TASK DESCRIPTION: From the line with "if demand.continuous == Some(continuous)" to the line with "#[cfg(test)]", retype every line exactly, including those two, and leave out the rest of the data below.

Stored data
────────

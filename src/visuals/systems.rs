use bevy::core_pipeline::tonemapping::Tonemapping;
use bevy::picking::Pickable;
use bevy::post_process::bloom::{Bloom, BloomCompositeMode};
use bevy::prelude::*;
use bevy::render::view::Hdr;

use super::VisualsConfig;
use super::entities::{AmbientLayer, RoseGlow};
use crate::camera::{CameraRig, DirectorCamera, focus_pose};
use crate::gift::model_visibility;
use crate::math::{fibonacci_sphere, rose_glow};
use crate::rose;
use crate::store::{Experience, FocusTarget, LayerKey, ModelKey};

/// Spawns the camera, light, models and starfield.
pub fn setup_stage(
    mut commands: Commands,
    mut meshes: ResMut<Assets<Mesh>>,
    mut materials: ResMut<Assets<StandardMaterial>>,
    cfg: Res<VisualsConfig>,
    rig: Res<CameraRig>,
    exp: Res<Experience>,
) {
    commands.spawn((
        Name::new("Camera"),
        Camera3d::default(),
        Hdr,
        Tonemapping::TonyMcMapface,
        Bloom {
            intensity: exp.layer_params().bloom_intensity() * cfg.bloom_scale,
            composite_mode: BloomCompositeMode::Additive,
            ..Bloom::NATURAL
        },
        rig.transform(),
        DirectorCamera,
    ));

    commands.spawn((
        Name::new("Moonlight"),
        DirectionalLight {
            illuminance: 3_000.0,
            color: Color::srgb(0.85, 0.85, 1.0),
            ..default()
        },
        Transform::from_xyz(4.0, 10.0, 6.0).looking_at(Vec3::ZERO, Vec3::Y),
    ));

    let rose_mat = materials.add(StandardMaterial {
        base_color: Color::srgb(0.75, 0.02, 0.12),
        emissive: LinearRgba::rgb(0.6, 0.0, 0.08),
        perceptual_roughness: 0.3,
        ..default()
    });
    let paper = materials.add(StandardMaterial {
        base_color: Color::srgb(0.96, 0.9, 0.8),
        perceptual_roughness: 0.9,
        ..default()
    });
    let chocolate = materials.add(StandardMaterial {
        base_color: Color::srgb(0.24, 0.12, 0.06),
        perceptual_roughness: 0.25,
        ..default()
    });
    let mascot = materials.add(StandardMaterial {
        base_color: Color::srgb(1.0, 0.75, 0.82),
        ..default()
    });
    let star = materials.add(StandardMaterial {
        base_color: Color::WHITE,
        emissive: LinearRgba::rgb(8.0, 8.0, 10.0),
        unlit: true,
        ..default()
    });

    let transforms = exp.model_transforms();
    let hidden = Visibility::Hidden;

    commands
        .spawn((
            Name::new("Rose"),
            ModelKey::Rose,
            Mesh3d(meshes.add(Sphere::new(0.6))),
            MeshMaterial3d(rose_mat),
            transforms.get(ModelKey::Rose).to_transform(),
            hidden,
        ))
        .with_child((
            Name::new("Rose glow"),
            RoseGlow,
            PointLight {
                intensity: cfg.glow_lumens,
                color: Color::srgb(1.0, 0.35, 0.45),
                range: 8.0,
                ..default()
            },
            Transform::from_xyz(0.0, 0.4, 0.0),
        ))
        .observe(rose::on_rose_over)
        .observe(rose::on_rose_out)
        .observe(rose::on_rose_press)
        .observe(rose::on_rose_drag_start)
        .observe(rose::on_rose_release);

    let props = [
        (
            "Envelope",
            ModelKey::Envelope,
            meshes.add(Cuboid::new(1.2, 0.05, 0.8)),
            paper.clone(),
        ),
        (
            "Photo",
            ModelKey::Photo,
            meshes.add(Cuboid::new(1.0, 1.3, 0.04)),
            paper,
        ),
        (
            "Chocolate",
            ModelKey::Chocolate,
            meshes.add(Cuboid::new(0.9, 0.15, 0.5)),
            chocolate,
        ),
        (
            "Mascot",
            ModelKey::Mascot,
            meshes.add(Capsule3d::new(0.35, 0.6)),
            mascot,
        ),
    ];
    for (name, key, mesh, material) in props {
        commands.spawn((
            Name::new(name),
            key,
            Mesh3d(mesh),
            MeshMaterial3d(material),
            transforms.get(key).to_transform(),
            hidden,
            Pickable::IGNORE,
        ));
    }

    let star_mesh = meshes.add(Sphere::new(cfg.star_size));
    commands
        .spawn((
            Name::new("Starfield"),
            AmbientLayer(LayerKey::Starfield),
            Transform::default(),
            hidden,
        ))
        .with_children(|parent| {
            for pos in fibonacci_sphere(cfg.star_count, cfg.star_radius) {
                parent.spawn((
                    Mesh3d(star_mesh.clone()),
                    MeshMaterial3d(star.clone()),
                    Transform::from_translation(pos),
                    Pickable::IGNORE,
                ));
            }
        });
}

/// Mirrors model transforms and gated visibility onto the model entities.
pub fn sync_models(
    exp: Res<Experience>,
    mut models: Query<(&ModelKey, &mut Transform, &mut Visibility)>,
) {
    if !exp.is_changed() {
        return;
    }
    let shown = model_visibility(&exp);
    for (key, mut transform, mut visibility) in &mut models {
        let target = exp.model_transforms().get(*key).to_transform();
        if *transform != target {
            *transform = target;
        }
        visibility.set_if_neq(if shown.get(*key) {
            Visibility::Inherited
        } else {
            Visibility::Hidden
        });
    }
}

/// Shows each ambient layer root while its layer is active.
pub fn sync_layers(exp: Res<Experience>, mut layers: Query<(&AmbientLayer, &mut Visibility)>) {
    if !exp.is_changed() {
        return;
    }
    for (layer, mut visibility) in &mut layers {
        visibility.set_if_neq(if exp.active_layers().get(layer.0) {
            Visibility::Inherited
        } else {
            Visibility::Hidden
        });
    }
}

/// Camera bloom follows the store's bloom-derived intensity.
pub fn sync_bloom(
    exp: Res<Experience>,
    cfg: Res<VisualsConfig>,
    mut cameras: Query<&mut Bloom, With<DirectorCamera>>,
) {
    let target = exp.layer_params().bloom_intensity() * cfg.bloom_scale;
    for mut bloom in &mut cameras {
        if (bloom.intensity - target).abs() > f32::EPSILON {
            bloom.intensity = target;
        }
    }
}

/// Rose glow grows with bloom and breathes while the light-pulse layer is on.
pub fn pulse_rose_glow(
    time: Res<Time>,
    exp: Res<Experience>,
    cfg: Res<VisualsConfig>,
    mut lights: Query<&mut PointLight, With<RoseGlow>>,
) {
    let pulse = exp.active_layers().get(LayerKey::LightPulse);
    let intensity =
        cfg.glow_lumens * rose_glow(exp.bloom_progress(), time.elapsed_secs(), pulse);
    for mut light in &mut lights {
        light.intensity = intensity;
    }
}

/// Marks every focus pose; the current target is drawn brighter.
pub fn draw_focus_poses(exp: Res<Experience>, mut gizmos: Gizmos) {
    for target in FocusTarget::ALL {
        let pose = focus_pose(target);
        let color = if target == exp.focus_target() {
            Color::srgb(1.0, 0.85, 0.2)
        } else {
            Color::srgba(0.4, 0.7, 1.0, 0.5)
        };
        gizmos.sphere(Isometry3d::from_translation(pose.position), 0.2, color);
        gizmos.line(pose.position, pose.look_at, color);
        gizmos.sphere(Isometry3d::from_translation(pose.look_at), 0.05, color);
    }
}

────────

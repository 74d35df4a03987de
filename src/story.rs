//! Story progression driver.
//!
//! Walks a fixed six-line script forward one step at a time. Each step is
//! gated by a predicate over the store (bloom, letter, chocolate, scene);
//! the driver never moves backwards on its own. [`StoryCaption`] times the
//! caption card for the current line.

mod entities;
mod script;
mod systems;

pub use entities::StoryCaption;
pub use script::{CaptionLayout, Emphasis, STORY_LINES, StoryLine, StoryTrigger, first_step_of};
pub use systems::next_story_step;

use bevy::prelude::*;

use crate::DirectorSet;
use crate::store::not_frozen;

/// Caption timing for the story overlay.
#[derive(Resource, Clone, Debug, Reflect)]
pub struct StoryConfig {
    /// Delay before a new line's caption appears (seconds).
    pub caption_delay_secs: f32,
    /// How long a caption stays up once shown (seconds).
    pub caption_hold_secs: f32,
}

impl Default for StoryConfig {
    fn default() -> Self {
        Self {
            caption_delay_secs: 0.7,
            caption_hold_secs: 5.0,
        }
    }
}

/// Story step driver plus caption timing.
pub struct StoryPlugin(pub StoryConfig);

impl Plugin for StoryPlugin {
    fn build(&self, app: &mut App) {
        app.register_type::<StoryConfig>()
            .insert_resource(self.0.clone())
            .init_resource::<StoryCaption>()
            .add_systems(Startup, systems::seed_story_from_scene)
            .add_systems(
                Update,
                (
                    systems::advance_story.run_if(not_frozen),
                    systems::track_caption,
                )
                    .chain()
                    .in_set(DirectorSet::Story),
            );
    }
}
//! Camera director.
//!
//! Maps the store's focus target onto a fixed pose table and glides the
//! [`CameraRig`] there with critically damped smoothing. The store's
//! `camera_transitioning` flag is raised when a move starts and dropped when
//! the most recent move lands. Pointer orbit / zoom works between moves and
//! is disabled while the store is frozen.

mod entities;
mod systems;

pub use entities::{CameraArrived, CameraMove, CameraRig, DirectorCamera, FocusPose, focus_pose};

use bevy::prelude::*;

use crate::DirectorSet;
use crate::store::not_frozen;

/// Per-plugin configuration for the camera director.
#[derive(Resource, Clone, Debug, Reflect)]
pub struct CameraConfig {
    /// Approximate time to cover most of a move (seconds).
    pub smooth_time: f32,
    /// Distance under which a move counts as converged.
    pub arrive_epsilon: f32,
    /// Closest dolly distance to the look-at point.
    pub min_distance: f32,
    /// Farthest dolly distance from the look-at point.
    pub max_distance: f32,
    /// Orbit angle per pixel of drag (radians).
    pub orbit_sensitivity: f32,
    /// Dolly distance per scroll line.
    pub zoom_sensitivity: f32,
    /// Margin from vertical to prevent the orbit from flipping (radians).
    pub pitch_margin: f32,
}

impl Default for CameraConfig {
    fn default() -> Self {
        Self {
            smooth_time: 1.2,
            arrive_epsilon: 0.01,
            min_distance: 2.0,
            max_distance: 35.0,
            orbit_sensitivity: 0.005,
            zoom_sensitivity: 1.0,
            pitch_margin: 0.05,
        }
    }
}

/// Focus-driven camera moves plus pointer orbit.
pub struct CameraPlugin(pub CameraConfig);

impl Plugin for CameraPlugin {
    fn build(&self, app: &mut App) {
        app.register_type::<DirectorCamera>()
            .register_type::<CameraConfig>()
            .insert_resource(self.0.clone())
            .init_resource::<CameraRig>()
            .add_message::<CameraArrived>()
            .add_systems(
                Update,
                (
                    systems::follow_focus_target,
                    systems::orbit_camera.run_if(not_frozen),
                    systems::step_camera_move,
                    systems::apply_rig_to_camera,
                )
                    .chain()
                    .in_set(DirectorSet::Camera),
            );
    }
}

────────

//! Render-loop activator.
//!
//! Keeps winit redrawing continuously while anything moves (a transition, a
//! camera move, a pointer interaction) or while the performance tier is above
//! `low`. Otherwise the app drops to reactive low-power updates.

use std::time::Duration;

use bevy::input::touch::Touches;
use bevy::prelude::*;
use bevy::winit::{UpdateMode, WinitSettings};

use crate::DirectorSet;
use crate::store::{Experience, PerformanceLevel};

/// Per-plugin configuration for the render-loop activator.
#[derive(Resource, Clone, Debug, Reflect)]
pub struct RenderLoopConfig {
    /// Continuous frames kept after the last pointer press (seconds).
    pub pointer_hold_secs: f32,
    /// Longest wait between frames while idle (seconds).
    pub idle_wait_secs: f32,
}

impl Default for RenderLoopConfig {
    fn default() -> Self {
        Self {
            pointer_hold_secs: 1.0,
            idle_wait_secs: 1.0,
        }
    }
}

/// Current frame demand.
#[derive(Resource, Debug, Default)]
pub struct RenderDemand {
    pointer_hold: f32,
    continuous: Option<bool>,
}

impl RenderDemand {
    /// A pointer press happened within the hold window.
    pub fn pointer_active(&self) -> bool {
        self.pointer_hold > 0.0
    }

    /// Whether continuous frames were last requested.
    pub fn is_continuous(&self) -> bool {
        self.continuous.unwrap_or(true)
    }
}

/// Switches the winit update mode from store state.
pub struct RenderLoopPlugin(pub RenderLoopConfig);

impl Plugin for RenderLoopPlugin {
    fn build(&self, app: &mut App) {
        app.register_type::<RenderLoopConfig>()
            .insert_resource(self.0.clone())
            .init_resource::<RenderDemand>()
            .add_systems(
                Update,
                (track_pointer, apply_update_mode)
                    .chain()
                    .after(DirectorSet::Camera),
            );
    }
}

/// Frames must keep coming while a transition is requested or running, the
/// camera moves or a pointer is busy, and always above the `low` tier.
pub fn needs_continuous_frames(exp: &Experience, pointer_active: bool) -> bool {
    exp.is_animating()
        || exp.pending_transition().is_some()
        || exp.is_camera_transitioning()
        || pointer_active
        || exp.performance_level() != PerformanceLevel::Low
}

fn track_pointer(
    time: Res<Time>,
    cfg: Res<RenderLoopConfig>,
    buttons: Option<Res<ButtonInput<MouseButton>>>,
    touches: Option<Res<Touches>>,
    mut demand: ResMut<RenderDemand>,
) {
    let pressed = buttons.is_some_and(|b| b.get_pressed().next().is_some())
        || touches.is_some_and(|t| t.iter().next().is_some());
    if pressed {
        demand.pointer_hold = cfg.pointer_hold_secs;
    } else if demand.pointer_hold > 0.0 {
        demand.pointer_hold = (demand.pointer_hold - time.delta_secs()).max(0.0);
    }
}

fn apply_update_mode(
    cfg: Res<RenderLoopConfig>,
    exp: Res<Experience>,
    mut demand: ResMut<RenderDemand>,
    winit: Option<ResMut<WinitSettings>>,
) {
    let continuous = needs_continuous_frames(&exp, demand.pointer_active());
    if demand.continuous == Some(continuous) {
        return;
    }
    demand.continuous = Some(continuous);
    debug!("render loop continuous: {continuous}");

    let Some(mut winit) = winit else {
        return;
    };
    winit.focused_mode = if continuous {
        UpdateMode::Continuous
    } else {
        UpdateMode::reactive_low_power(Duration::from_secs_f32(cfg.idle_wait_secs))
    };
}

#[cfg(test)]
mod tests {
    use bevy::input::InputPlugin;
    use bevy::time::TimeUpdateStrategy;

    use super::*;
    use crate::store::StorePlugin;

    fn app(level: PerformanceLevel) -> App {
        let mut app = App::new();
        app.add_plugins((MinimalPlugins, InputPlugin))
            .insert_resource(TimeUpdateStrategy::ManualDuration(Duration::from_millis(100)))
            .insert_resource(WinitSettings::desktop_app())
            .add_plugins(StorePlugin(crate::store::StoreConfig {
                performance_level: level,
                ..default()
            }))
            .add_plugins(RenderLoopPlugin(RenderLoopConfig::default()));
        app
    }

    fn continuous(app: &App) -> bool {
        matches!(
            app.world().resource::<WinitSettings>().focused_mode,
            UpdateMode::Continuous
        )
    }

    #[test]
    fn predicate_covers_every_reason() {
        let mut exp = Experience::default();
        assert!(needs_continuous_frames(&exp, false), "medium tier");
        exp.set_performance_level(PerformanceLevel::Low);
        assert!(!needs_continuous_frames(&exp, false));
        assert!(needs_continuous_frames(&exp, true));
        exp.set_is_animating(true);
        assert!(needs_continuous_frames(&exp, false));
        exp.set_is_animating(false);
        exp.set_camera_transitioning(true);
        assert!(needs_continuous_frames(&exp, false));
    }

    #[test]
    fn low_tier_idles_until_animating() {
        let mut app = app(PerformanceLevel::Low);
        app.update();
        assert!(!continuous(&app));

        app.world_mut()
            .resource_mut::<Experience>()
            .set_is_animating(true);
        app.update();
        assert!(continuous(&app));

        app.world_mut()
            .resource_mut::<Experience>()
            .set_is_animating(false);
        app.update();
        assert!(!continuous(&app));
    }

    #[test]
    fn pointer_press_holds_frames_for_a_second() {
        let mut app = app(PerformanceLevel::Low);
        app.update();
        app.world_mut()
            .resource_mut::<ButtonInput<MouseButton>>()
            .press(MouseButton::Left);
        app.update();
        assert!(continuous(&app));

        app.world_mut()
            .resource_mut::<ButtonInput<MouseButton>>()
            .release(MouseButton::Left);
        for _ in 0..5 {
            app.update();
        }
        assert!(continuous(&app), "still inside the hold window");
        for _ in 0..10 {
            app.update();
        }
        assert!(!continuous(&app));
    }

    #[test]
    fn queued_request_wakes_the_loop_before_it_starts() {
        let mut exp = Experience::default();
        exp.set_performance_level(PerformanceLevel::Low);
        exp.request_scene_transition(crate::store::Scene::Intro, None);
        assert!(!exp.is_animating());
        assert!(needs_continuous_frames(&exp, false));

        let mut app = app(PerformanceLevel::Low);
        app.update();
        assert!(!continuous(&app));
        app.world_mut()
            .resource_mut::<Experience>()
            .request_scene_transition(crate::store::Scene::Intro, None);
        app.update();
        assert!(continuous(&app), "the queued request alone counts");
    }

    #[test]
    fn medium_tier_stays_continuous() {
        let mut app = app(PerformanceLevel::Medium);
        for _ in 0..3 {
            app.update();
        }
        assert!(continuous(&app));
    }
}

────────

REPLY:
    if demand.continuous == Some(continuous) {
        return;
    }
    demand.continuous = Some(continuous);
    debug!("render loop continuous: {continuous}");

    let Some(mut winit) = winit else {
        return;
    };
    winit.focused_mode = if continuous {
        UpdateMode::Continuous
    } else {
        UpdateMode::reactive_low_power(Duration::from_secs_f32(cfg.idle_wait_secs))
    };
}

#[cfg(test)]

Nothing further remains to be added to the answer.